#### Instructions for the task:
Only one span of the listing below should come back. It runs from the line with "filename crates/model/src/domain.rs" through the line with "own formatting rules", and each of its lines must be reproduced exactly.

---*---

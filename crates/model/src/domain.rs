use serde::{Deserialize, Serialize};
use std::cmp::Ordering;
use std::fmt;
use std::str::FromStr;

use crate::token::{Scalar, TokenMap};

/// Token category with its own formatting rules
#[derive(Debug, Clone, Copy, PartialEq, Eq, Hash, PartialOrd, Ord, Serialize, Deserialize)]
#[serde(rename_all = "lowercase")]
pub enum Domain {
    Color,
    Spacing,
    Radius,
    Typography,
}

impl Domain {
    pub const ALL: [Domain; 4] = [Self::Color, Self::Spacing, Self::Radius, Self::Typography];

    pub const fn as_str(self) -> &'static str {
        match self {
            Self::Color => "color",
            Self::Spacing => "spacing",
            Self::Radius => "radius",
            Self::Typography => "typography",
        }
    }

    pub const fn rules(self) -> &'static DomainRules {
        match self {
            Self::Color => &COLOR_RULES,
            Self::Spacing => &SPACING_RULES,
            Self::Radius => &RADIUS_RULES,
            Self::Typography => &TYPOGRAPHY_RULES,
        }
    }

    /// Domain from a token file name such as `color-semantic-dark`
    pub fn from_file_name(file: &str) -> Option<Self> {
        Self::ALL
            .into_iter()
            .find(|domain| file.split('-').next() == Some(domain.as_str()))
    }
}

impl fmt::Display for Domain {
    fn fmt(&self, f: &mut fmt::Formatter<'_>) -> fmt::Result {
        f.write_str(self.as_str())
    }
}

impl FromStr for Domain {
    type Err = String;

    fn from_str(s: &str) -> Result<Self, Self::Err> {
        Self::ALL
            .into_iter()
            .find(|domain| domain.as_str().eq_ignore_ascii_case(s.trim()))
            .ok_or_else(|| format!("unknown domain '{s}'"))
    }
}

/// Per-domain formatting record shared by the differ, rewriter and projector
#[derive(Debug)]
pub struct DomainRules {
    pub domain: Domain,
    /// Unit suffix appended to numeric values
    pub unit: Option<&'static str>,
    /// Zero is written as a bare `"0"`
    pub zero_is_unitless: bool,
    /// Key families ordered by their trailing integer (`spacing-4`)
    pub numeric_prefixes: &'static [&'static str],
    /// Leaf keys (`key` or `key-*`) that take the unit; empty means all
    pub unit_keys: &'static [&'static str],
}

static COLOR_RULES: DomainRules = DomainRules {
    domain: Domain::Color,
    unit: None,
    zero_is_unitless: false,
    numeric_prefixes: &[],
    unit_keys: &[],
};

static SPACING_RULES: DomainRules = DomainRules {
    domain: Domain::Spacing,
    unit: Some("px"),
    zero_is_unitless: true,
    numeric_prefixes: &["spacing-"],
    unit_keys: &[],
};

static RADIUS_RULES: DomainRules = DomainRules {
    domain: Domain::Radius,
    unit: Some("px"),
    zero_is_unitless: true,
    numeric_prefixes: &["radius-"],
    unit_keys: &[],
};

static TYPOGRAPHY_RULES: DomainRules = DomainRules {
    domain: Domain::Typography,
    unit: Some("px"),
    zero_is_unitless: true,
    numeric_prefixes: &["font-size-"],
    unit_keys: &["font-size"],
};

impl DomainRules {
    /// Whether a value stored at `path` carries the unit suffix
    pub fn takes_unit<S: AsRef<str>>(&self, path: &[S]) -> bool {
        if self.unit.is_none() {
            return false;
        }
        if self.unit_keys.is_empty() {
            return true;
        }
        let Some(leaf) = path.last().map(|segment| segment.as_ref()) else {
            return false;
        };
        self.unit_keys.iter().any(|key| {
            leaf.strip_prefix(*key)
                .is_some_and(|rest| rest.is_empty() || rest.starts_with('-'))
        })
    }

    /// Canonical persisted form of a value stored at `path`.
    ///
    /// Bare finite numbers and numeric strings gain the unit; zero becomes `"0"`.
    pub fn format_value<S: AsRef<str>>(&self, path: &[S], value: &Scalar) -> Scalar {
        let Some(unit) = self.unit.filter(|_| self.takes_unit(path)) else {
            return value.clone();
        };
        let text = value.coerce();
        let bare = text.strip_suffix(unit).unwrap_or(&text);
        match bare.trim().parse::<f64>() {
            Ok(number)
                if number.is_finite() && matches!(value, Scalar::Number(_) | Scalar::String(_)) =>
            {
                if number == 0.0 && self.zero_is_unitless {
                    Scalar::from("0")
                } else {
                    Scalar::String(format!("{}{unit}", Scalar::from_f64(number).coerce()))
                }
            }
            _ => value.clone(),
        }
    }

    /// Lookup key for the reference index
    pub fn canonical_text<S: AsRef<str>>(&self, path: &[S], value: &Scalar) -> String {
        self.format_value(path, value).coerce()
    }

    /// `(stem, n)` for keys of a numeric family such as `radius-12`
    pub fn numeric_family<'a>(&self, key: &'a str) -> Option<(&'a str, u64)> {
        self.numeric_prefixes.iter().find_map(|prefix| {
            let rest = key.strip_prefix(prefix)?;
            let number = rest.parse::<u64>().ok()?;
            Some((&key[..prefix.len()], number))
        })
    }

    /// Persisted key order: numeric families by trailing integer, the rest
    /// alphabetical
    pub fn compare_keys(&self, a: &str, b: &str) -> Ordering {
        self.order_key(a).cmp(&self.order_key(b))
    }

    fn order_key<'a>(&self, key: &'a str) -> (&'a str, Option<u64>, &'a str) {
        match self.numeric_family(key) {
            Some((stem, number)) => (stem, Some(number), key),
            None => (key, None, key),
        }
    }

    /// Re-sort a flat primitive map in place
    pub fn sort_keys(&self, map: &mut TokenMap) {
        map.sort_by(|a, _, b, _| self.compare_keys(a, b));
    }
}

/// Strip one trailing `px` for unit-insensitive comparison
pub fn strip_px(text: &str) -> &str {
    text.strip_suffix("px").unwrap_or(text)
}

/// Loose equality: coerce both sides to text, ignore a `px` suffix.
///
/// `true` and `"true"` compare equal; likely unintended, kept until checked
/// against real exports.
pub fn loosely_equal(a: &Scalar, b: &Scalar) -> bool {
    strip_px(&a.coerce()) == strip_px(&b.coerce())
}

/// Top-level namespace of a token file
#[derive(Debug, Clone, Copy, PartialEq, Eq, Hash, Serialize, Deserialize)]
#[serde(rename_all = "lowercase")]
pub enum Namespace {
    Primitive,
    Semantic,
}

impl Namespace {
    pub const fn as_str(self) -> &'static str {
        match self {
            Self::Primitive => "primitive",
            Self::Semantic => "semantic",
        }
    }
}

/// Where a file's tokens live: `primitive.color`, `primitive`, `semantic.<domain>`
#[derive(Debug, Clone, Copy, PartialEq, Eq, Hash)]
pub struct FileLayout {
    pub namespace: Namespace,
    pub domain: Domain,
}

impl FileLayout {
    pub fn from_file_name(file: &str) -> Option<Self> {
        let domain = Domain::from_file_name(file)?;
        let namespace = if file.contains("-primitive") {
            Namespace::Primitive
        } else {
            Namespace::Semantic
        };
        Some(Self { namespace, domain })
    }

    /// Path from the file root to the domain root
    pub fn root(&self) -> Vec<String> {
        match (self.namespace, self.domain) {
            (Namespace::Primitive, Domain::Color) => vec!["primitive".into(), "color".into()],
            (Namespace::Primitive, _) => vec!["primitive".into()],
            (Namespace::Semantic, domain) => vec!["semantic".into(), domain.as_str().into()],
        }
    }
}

---*---

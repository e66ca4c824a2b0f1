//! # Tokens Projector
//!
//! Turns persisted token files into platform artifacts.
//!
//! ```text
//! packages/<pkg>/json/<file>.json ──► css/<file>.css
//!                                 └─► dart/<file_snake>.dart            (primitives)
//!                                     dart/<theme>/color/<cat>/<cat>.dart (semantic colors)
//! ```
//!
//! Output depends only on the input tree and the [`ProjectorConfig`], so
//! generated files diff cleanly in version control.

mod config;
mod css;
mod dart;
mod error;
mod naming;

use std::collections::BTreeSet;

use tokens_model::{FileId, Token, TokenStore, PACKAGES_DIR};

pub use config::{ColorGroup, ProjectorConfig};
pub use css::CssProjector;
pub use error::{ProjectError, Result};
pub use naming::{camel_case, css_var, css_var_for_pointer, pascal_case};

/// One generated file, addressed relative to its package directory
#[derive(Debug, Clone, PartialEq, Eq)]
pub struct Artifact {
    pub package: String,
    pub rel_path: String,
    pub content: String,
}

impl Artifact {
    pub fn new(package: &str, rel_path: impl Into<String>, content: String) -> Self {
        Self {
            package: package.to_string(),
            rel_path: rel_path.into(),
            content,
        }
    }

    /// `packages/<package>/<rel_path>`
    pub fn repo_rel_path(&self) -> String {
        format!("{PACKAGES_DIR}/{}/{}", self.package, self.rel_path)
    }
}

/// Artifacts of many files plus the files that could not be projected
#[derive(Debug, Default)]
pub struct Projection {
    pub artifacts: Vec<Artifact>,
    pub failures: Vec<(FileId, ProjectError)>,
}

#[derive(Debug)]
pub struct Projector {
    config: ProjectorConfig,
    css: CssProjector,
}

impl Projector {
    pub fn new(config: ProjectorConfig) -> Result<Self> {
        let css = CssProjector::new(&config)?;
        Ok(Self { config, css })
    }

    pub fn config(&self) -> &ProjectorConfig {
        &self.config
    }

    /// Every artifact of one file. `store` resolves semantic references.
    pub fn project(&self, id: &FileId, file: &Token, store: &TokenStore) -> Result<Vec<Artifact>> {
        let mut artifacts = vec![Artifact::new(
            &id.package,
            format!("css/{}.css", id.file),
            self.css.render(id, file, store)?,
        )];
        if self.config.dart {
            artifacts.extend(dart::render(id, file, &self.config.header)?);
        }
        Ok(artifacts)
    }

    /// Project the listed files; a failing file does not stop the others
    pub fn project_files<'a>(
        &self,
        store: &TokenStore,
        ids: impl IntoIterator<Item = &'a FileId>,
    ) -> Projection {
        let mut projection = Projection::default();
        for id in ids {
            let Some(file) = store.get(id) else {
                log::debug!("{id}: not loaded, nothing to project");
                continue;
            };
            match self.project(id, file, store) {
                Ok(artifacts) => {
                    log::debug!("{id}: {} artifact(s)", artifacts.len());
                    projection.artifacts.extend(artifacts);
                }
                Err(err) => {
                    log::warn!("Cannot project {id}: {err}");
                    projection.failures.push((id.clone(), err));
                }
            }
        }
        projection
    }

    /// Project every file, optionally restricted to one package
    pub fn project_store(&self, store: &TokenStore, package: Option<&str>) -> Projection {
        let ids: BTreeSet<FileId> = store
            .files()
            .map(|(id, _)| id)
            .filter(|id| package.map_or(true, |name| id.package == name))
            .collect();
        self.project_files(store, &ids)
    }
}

---*---

#### Reply:
filename crates/model/src/domain.rs
use serde::{Deserialize, Serialize};
use std::cmp::Ordering;
use std::fmt;
use std::str::FromStr;

use crate::token::{Scalar, TokenMap};

/// Token category with its own formatting rules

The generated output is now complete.